### Assigned task
Please say how many lines below include the word "BoxFuture", with nothing beyond the number.

Saved data entries:
......
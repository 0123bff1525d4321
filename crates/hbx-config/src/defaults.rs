//! Per-executor-type default configuration fields.
//!
//! Saved defaults are merged into an `executor_config` at create time;
//! fields the caller sets explicitly always win over saved defaults.

use serde::{Deserialize, Serialize};
use serde_json::Value;
use std::collections::BTreeMap;

/// Default `executor_config` fields keyed by executor type name
/// (e.g., "position_executor").
#[derive(Debug, Clone, Default, PartialEq, Serialize, Deserialize)]
#[serde(transparent)]
pub struct ExecutorDefaults(BTreeMap<String, Value>);

impl ExecutorDefaults {
    /// Saved defaults for one executor type.
    pub fn get(&self, executor_type: &str) -> Option<&Value> {
        self.0.get(executor_type)
    }

    /// Save defaults for an executor type, replacing any previous value.
    pub fn set(&mut self, executor_type: impl Into<String>, defaults: Value) {
        self.0.insert(executor_type.into(), defaults);
    }

    /// Drop saved defaults for an executor type.
    pub fn reset(&mut self, executor_type: &str) -> Option<Value> {
        self.0.remove(executor_type)
    }

    pub fn is_empty(&self) -> bool {
        self.0.is_empty()
    }

    /// Merge saved defaults into `config`: keys missing from `config`
    /// are filled in, explicit keys are left untouched. Non-object
    /// configs and defaults are returned unchanged.
    pub fn apply(&self, executor_type: &str, config: &mut Value) {
        let (Some(Value::Object(defaults)), Some(target)) =
            (self.get(executor_type), config.as_object_mut())
        else {
            return;
        };
        for (key, value) in defaults {
            target.entry(key.clone()).or_insert_with(|| value.clone());
        }
    }
}
//! Barrier evaluation.
//!
//! Priority when several barriers are satisfied in one tick: stop-loss
//! first (capital preservation), then take-profit, then time-limit,
//! then trailing stop. This biases toward the conservative outcome when
//! a fast move crosses both bounds between polls; the remote tie-break
//! is authoritative and may differ.

use crate::event::{BarrierEvent, BarrierKind};
use chrono::{DateTime, Utc};
use hbx_core::{Executor, ExecutorId, Price, TradeSide, TrailingStopConfig};
use parking_lot::Mutex;
use std::collections::HashMap;
use tracing::trace;

/// Evaluates barrier conditions against a live price feed.
///
/// Carries per-executor trailing-stop state (best price seen since the
/// trailing stop armed); everything else is stateless.
#[derive(Default)]
pub struct BarrierMonitor {
    /// Best price seen since the trailing stop armed, per executor.
    trailing_best: Mutex<HashMap<ExecutorId, Price>>,
}

impl BarrierMonitor {
    pub fn new() -> Self {
        Self::default()
    }

    /// Evaluate all configured barriers for one executor.
    ///
    /// Returns the highest-priority satisfied barrier, or `None` when
    /// nothing fired. Terminal executors and executors without barriers
    /// never fire. Price barriers need a known entry price; the time
    /// limit fires regardless.
    pub fn evaluate(
        &self,
        executor: &Executor,
        current_price: Price,
        now: DateTime<Utc>,
    ) -> Option<BarrierEvent> {
        if executor.status.is_terminal() {
            return None;
        }
        let barriers = executor.barriers.as_ref()?;

        let event = |kind: BarrierKind, threshold: Price, observed: Price| BarrierEvent {
            executor_id: executor.id.clone(),
            kind,
            observed_price: observed,
            threshold,
            observed_at: now,
        };

        if let Some(entry) = executor.entry_price {
            if let Some(stop_loss) = barriers.stop_loss {
                let threshold = match executor.side {
                    TradeSide::Buy => entry.with_fraction(-stop_loss),
                    TradeSide::Sell => entry.with_fraction(stop_loss),
                };
                let hit = match executor.side {
                    TradeSide::Buy => current_price <= threshold,
                    TradeSide::Sell => current_price >= threshold,
                };
                if hit {
                    return Some(event(BarrierKind::StopLoss, threshold, current_price));
                }
            }

            if let Some(take_profit) = barriers.take_profit {
                let threshold = match executor.side {
                    TradeSide::Buy => entry.with_fraction(take_profit),
                    TradeSide::Sell => entry.with_fraction(-take_profit),
                };
                let hit = match executor.side {
                    TradeSide::Buy => current_price >= threshold,
                    TradeSide::Sell => current_price <= threshold,
                };
                if hit {
                    return Some(event(BarrierKind::TakeProfit, threshold, current_price));
                }
            }
        }

        if let Some(time_limit) = barriers.time_limit {
            let age = executor.age_seconds(now);
            if age >= 0 && age as u64 >= time_limit {
                return Some(event(BarrierKind::TimeLimit, Price::ZERO, Price::ZERO));
            }
        }

        if let Some(trailing) = barriers.trailing_stop {
            if let Some(threshold) =
                self.trailing_threshold(&executor.id, executor.side, trailing, current_price)
            {
                return Some(event(BarrierKind::TrailingStop, threshold, current_price));
            }
        }

        None
    }

    /// Drop trailing state for an executor that is no longer watched.
    pub fn clear(&self, id: &ExecutorId) {
        self.trailing_best.lock().remove(id);
    }

    /// Update trailing state and return the exit threshold if crossed.
    ///
    /// BUY: arms once price reaches `activation_price`, tracks the high
    /// water mark, fires when price retraces `trailing_delta` from it.
    /// SELL mirrors with the low water mark.
    fn trailing_threshold(
        &self,
        id: &ExecutorId,
        side: TradeSide,
        config: TrailingStopConfig,
        current_price: Price,
    ) -> Option<Price> {
        let activation = Price::new(config.activation_price);
        let mut best_map = self.trailing_best.lock();

        let armed = best_map.contains_key(id)
            || match side {
                TradeSide::Buy => current_price >= activation,
                TradeSide::Sell => current_price <= activation,
            };
        if !armed {
            return None;
        }

        let best = best_map
            .entry(id.clone())
            .and_modify(|best| {
                *best = match side {
                    TradeSide::Buy => (*best).max(current_price),
                    TradeSide::Sell => (*best).min(current_price),
                };
            })
            .or_insert(current_price);

        let threshold = match side {
            TradeSide::Buy => best.with_fraction(-config.trailing_delta),
            TradeSide::Sell => best.with_fraction(config.trailing_delta),
        };
        trace!(%id, best = %best, threshold = %threshold, "trailing stop armed");

        let hit = match side {
            TradeSide::Buy => current_price <= threshold,
            TradeSide::Sell => current_price >= threshold,
        };
        hit.then_some(threshold)
    }
}
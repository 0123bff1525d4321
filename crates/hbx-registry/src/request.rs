//! Executor creation requests and search filters.
//!
//! Requests are validated client-side before any network call: grid
//! ordering violations fail fast, an unbounded exit produces a warning
//! but not a rejection.

use crate::error::{RegistryError, RegistryResult};
use hbx_core::{
    Amount, CoreError, ExecutorStatus, ExecutorType, GridConfig, GridLevelCeiling, TradeSide,
    TradingPair, TripleBarrierConfig,
};
use rust_decimal::Decimal;
use serde::{Deserialize, Serialize};
use serde_json::{json, Value};

/// Soft warning produced by request validation. Logged, never fatal:
/// the remote service is the final arbiter.
#[derive(Debug, Clone, Copy, PartialEq, Eq)]
pub enum ValidationWarning {
    /// No stop-loss, take-profit, time-limit, or trailing stop: the
    /// position has no bounded exit condition.
    UnboundedExit,
    /// More grid levels requested than capital and spread density allow.
    GridLevels(GridLevelCeiling),
}

/// Request to create one executor.
#[derive(Debug, Clone, PartialEq, Serialize, Deserialize)]
pub struct CreateExecutorRequest {
    pub executor_type: ExecutorType,
    pub connector: String,
    pub trading_pair: TradingPair,
    pub side: TradeSide,
    /// Position size in base currency.
    pub amount: Amount,
    /// Account to run the executor under.
    pub account_name: String,
    /// Exit barriers; meaningful for position-like executors.
    #[serde(default, skip_serializing_if = "Option::is_none")]
    pub barriers: Option<TripleBarrierConfig>,
    /// Grid parameters; required for grid executors.
    #[serde(default, skip_serializing_if = "Option::is_none")]
    pub grid: Option<GridConfig>,
}

impl CreateExecutorRequest {
    /// Validate the request shape for its executor type.
    ///
    /// Hard failures (returned as errors) never reach the network; soft
    /// findings come back as warnings for the caller to log.
    pub fn validate(&self) -> RegistryResult<Vec<ValidationWarning>> {
        let mut warnings = Vec::new();

        if !self.amount.is_positive() {
            return Err(CoreError::InvalidAmount(format!(
                "amount must be positive, got {}",
                self.amount
            ))
            .into());
        }

        match self.executor_type {
            ExecutorType::GridExecutor => {
                let grid = self.grid.as_ref().ok_or_else(|| {
                    RegistryError::InvalidRequest(
                        "grid_executor requires a grid config".to_string(),
                    )
                })?;
                if grid.side != self.side {
                    return Err(RegistryError::InvalidRequest(format!(
                        "grid side {} does not match request side {}",
                        grid.side, self.side
                    )));
                }
                if let Some(ceiling) = grid.validate()? {
                    warnings.push(ValidationWarning::GridLevels(ceiling));
                }
            }
            t if t.supports_barriers() => {
                match &self.barriers {
                    None => warnings.push(ValidationWarning::UnboundedExit),
                    Some(barriers) => {
                        validate_barrier_fractions(barriers)?;
                        if barriers.is_unbounded() {
                            warnings.push(ValidationWarning::UnboundedExit);
                        }
                    }
                }
            }
            _ => {}
        }

        Ok(warnings)
    }

    /// Build the `executor_config` wire payload.
    pub fn to_wire(&self) -> Value {
        let mut config = json!({
            "type": self.executor_type.as_str(),
            "connector_name": self.connector,
            "trading_pair": self.trading_pair.as_str(),
            "side": self.side.wire_code(),
            "amount": self.amount,
        });
        let object = config.as_object_mut().expect("config is an object");

        if let Some(barriers) = &self.barriers {
            let barrier_value =
                serde_json::to_value(barriers).expect("barrier config serializes");
            if let Value::Object(fields) = barrier_value {
                object.extend(fields);
            }
        }
        if let Some(grid) = &self.grid {
            let grid_value = serde_json::to_value(grid).expect("grid config serializes");
            if let Value::Object(mut fields) = grid_value {
                // Side is already carried at the top level.
                fields.remove("side");
                object.extend(fields);
            }
        }
        config
    }
}

fn validate_barrier_fractions(barriers: &TripleBarrierConfig) -> RegistryResult<()> {
    for (name, value) in [
        ("stop_loss", barriers.stop_loss),
        ("take_profit", barriers.take_profit),
    ] {
        if let Some(fraction) = value {
            if fraction <= Decimal::ZERO {
                return Err(CoreError::InvalidBarrier(format!(
                    "{name} must be a positive fraction, got {fraction}"
                ))
                .into());
            }
        }
    }
    if barriers.time_limit == Some(0) {
        return Err(CoreError::InvalidBarrier(
            "time_limit must be at least one second".to_string(),
        )
        .into());
    }
    Ok(())
}

/// Filter for `list` and server-side search.
#[derive(Debug, Clone, Default, PartialEq, Serialize, Deserialize)]
pub struct ExecutorFilter {
    #[serde(default, skip_serializing_if = "Option::is_none")]
    pub status: Option<ExecutorStatus>,
    #[serde(default, skip_serializing_if = "Option::is_none")]
    pub executor_type: Option<ExecutorType>,
    #[serde(default, skip_serializing_if = "Option::is_none")]
    pub connector: Option<String>,
    #[serde(default, skip_serializing_if = "Option::is_none")]
    pub trading_pair: Option<TradingPair>,
}

impl ExecutorFilter {
    /// Filter that matches everything.
    pub fn all() -> Self {
        Self::default()
    }

    pub fn with_status(mut self, status: ExecutorStatus) -> Self {
        self.status = Some(status);
        self
    }

    pub fn with_connector(mut self, connector: impl Into<String>) -> Self {
        self.connector = Some(connector.into());
        self
    }

    pub fn with_trading_pair(mut self, pair: TradingPair) -> Self {
        self.trading_pair = Some(pair);
        self
    }

    pub fn with_type(mut self, executor_type: ExecutorType) -> Self {
        self.executor_type = Some(executor_type);
        self
    }

    /// Whether an executor matches every set field.
    pub fn matches(&self, executor: &hbx_core::Executor) -> bool {
        self.status.map_or(true, |s| executor.status == s)
            && self
                .executor_type
                .map_or(true, |t| executor.executor_type == t)
            && self
                .connector
                .as_ref()
                .map_or(true, |c| &executor.connector == c)
            && self
                .trading_pair
                .as_ref()
                .map_or(true, |p| &executor.trading_pair == p)
    }
}

#[cfg(test)]
mod tests {
    use super::*;
    use hbx_core::Price;
    use rust_decimal_macros::dec;

    fn position_request() -> CreateExecutorRequest {
        CreateExecutorRequest {
            executor_type: ExecutorType::PositionExecutor,
            connector: "binance_perpetual".to_string(),
            trading_pair: TradingPair::new("BTC-USDT").unwrap(),
            side: TradeSide::Buy,
            amount: Amount::new(dec!(0.01)),
            account_name: "master_account".to_string(),
            barriers: Some(TripleBarrierConfig::with_bounds(dec!(0.02), dec!(0.04))),
            grid: None,
        }
    }

    fn grid_request() -> CreateExecutorRequest {
        CreateExecutorRequest {
            executor_type: ExecutorType::GridExecutor,
            barriers: None,
            grid: Some(GridConfig {
                side: TradeSide::Buy,
                start_price: Price::new(dec!(100)),
                end_price: Price::new(dec!(120)),
                limit_price: Price::new(dec!(95)),
                total_amount_quote: Amount::new(dec!(1000)),
                min_order_amount_quote: Amount::new(dec!(10)),
                min_spread_between_orders: dec!(0.005),
                grid_levels: None,
                max_open_orders: None,
            }),
            ..position_request()
        }
    }

    #[test]
    fn test_valid_position_request() {
        assert!(position_request().validate().unwrap().is_empty());
    }

    #[test]
    fn test_missing_barriers_is_warning_not_error() {
        let mut request = position_request();
        request.barriers = None;
        let warnings = request.validate().unwrap();
        assert_eq!(warnings, vec![ValidationWarning::UnboundedExit]);

        request.barriers = Some(TripleBarrierConfig::default());
        let warnings = request.validate().unwrap();
        assert_eq!(warnings, vec![ValidationWarning::UnboundedExit]);
    }

    #[test]
    fn test_negative_stop_loss_rejected() {
        let mut request = position_request();
        request.barriers = Some(TripleBarrierConfig::with_bounds(dec!(-0.02), dec!(0.04)));
        assert!(matches!(
            request.validate(),
            Err(RegistryError::Validation(CoreError::InvalidBarrier(_)))
        ));
    }

    #[test]
    fn test_grid_request_requires_grid_config() {
        let mut request = grid_request();
        request.grid = None;
        assert!(matches!(
            request.validate(),
            Err(RegistryError::InvalidRequest(_))
        ));
    }

    #[test]
    fn test_invalid_grid_ordering_rejected_before_network() {
        let mut request = grid_request();
        if let Some(grid) = &mut request.grid {
            grid.limit_price = Price::new(dec!(110));
        }
        assert!(matches!(
            request.validate(),
            Err(RegistryError::Validation(_))
        ));
    }

    #[test]
    fn test_grid_side_mismatch_rejected() {
        let mut request = grid_request();
        request.side = TradeSide::Sell;
        assert!(matches!(
            request.validate(),
            Err(RegistryError::InvalidRequest(_))
        ));
    }

    #[test]
    fn test_grid_level_ceiling_is_warning() {
        let mut request = grid_request();
        if let Some(grid) = &mut request.grid {
            grid.grid_levels = Some(500);
        }
        let warnings = request.validate().unwrap();
        assert!(matches!(warnings[0], ValidationWarning::GridLevels(_)));
    }

    #[test]
    fn test_wire_payload_shape() {
        let wire = position_request().to_wire();
        assert_eq!(wire["type"], "position_executor");
        assert_eq!(wire["connector_name"], "binance_perpetual");
        assert_eq!(wire["trading_pair"], "BTC-USDT");
        assert_eq!(wire["side"], 1);
        assert!(wire.get("stop_loss").is_some());
        assert!(wire.get("take_profit").is_some());
        // Unset barriers stay off the wire.
        assert!(wire.get("time_limit").is_none());
    }

    #[test]
    fn test_grid_wire_carries_bounds_once() {
        let wire = grid_request().to_wire();
        assert_eq!(wire["type"], "grid_executor");
        assert!(wire.get("start_price").is_some());
        assert!(wire.get("limit_price").is_some());
        // Side appears only as the top-level wire code.
        assert_eq!(wire["side"], 1);
    }

    #[test]
    fn test_filter_matching() {
        use chrono::Utc;
        use hbx_core::{Executor, ExecutorId, ExecutorStatus};

        let executor = Executor {
            id: ExecutorId::new("e1"),
            executor_type: ExecutorType::PositionExecutor,
            status: ExecutorStatus::Running,
            connector: "binance_perpetual".to_string(),
            trading_pair: TradingPair::new("BTC-USDT").unwrap(),
            side: TradeSide::Buy,
            amount: Amount::new(dec!(0.01)),
            entry_price: None,
            account_name: "master_account".to_string(),
            created_at: Utc::now(),
            barriers: None,
            position_address: None,
            net_pnl_quote: None,
        };

        assert!(ExecutorFilter::all().matches(&executor));
        assert!(ExecutorFilter::all()
            .with_status(ExecutorStatus::Running)
            .with_connector("binance_perpetual")
            .matches(&executor));
        assert!(!ExecutorFilter::all()
            .with_status(ExecutorStatus::Terminated)
            .matches(&executor));
        assert!(!ExecutorFilter::all()
            .with_trading_pair(TradingPair::new("ETH-USDT").unwrap())
            .matches(&executor));
    }
}
//! Client configuration.
//!
//! Resolution order: an explicit TOML file (path in `HBX_CONFIG`, or
//! `config/default.toml`), then the server store's default entry, then
//! environment variables, then the documented localhost defaults.

use crate::error::ClientResult;
use hbx_config::ServerEntry;
use serde::{Deserialize, Serialize};

/// Environment variable naming a config file path.
pub const ENV_CONFIG_PATH: &str = "HBX_CONFIG";

fn default_api_url() -> String {
    std::env::var(hbx_config::server::ENV_API_URL)
        .unwrap_or_else(|_| hbx_config::server::DEFAULT_API_URL.to_string())
}

fn default_username() -> String {
    std::env::var(hbx_config::server::ENV_USERNAME).unwrap_or_else(|_| "admin".to_string())
}

fn default_password() -> String {
    std::env::var(hbx_config::server::ENV_PASSWORD).unwrap_or_else(|_| "admin".to_string())
}

fn default_timeout_secs() -> u64 {
    30
}

fn default_max_retries() -> u32 {
    3
}

fn default_retry_delay_secs() -> u64 {
    2
}

fn default_account() -> String {
    "master_account".to_string()
}

/// Settings for one client instance.
#[derive(Debug, Clone, Serialize, Deserialize)]
pub struct ClientConfig {
    /// API base URL.
    #[serde(default = "default_api_url")]
    pub api_url: String,
    #[serde(default = "default_username")]
    pub username: String,
    #[serde(default = "default_password")]
    pub password: String,
    /// Per-call timeout in seconds.
    #[serde(default = "default_timeout_secs")]
    pub timeout_secs: u64,
    /// Total attempt budget for transient failures.
    #[serde(default = "default_max_retries")]
    pub max_retries: u32,
    /// Fixed delay between attempts, in seconds.
    #[serde(default = "default_retry_delay_secs")]
    pub retry_delay_secs: u64,
    /// Account executors run under when the request does not say.
    #[serde(default = "default_account")]
    pub default_account: String,
}

impl Default for ClientConfig {
    fn default() -> Self {
        Self::from_env()
    }
}

impl ClientConfig {
    /// Build from environment variables and defaults.
    pub fn from_env() -> Self {
        Self {
            api_url: default_api_url(),
            username: default_username(),
            password: default_password(),
            timeout_secs: default_timeout_secs(),
            max_retries: default_max_retries(),
            retry_delay_secs: default_retry_delay_secs(),
            default_account: default_account(),
        }
    }

    /// Load from the config file if present, otherwise from env.
    pub fn load() -> ClientResult<Self> {
        let path =
            std::env::var(ENV_CONFIG_PATH).unwrap_or_else(|_| "config/default.toml".to_string());
        if std::path::Path::new(&path).exists() {
            Self::from_file(&path)
        } else {
            Ok(Self::from_env())
        }
    }

    /// Load from a TOML file.
    pub fn from_file(path: &str) -> ClientResult<Self> {
        let content = std::fs::read_to_string(path)?;
        Ok(toml::from_str(&content).map_err(hbx_config::ConfigError::from)?)
    }

    /// Build from a server store entry, keeping the other defaults.
    pub fn from_server_entry(entry: &ServerEntry) -> Self {
        Self {
            api_url: entry.url.clone(),
            username: entry.username.clone(),
            password: entry.password.clone(),
            ..Self::from_env()
        }
    }
}
//! Error types for hbx-telemetry.

use thiserror::Error;

/// Telemetry error types.
#[derive(Debug, Error)]
pub enum TelemetryError {
    #[error("Logging initialization failed: {0}")]
    Init(String),
}

/// Result type alias for telemetry operations.
pub type TelemetryResult<T> = std::result::Result<T, TelemetryError>;
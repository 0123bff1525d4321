//! Authenticated HTTP transport for the Hummingbot API.
//!
//! Wraps `reqwest` with Basic Auth, per-call timeouts, transient-failure
//! retry with a fixed delay, and error classification. Authentication
//! failures are never retried: without new credentials a retry cannot
//! succeed.

pub mod auth;
pub mod client;
pub mod endpoints;
pub mod error;
pub mod policy;

pub use auth::Credentials;
pub use client::ApiTransport;
pub use error::{TransportError, TransportResult};
pub use policy::RetryPolicy;
//! Executor API trait for the registry.
//!
//! Abstracts the remote calls the registry performs so tests can run
//! against a recording mock instead of a live server. The real
//! implementation over the HTTP transport lives in the client facade.

use crate::request::ExecutorFilter;
use hbx_core::{Executor, ExecutorId};
use hbx_transport::TransportResult;
use parking_lot::Mutex;
use serde_json::Value;
use std::collections::VecDeque;
use std::pin::Pin;
use std::sync::Arc;

/// Boxed future for dyn-compatible async trait methods.
pub type BoxFuture<'a, T> = Pin<Box<dyn std::future::Future<Output = T> + Send + 'a>>;

/// Remote executor operations the registry depends on.
pub trait ExecutorApi: Send + Sync {
    /// Create and start an executor from a wire config.
    fn create_executor(
        &self,
        executor_config: Value,
        account_name: String,
    ) -> BoxFuture<'_, TransportResult<Executor>>;

    /// Fetch one executor's current state.
    fn get_executor(&self, id: ExecutorId) -> BoxFuture<'_, TransportResult<Executor>>;

    /// Stop an executor, optionally keeping its position open.
    fn stop_executor(
        &self,
        id: ExecutorId,
        keep_position: bool,
    ) -> BoxFuture<'_, TransportResult<Executor>>;

    /// Enumerate executors matching a filter.
    fn search_executors(
        &self,
        filter: ExecutorFilter,
    ) -> BoxFuture<'_, TransportResult<Vec<Executor>>>;
}

/// Arc wrapper for ExecutorApi trait objects.
pub type DynExecutorApi = Arc<dyn ExecutorApi>;

/// One recorded call against the mock API.
#[derive(Debug, Clone, PartialEq)]
pub enum ApiCall {
    Create {
        executor_config: Value,
        account_name: String,
    },
    Get {
        id: ExecutorId,
    },
    Stop {
        id: ExecutorId,
        keep_position: bool,
    },
    Search {
        filter: ExecutorFilter,
    },
}

/// Recording mock API for tests.
///
/// Canned results are queued per operation and consumed in order; every
/// call is recorded for verification. Panics when a queue runs dry so a
/// missing expectation fails loudly.
#[derive(Default)]
pub struct RecordingApi {
    calls: Mutex<Vec<ApiCall>>,
    create_results: Mutex<VecDeque<TransportResult<Executor>>>,
    get_results: Mutex<VecDeque<TransportResult<Executor>>>,
    stop_results: Mutex<VecDeque<TransportResult<Executor>>>,
    search_results: Mutex<VecDeque<TransportResult<Vec<Executor>>>>,
}

impl RecordingApi {
    pub fn new() -> Self {
        Self::default()
    }

    pub fn push_create(&self, result: TransportResult<Executor>) {
        self.create_results.lock().push_back(result);
    }

    pub fn push_get(&self, result: TransportResult<Executor>) {
        self.get_results.lock().push_back(result);
    }

    pub fn push_stop(&self, result: TransportResult<Executor>) {
        self.stop_results.lock().push_back(result);
    }

    pub fn push_search(&self, result: TransportResult<Vec<Executor>>) {
        self.search_results.lock().push_back(result);
    }

    /// All calls made so far, in order.
    pub fn calls(&self) -> Vec<ApiCall> {
        self.calls.lock().clone()
    }

    /// Number of calls of any kind made so far.
    pub fn call_count(&self) -> usize {
        self.calls.lock().len()
    }
}

impl ExecutorApi for RecordingApi {
    fn create_executor(
        &self,
        executor_config: Value,
        account_name: String,
    ) -> BoxFuture<'_, TransportResult<Executor>> {
        Box::pin(async move {
            self.calls.lock().push(ApiCall::Create {
                executor_config,
                account_name,
            });
            self.create_results
                .lock()
                .pop_front()
                .expect("RecordingApi: no canned create result")
        })
    }

    fn get_executor(&self, id: ExecutorId) -> BoxFuture<'_, TransportResult<Executor>> {
        Box::pin(async move {
            self.calls.lock().push(ApiCall::Get { id });
            self.get_results
                .lock()
                .pop_front()
                .expect("RecordingApi: no canned get result")
        })
    }

    fn stop_executor(
        &self,
        id: ExecutorId,
        keep_position: bool,
    ) -> BoxFuture<'_, TransportResult<Executor>> {
        Box::pin(async move {
            self.calls.lock().push(ApiCall::Stop { id, keep_position });
            self.stop_results
                .lock()
                .pop_front()
                .expect("RecordingApi: no canned stop result")
        })
    }

    fn search_executors(
        &self,
        filter: ExecutorFilter,
    ) -> BoxFuture<'_, TransportResult<Vec<Executor>>> {
        Box::pin(async move {
            self.calls.lock().push(ApiCall::Search { filter });
            self.search_results
                .lock()
                .pop_front()
                .expect("RecordingApi: no canned search result")
        })
    }
}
......
### Expected output
9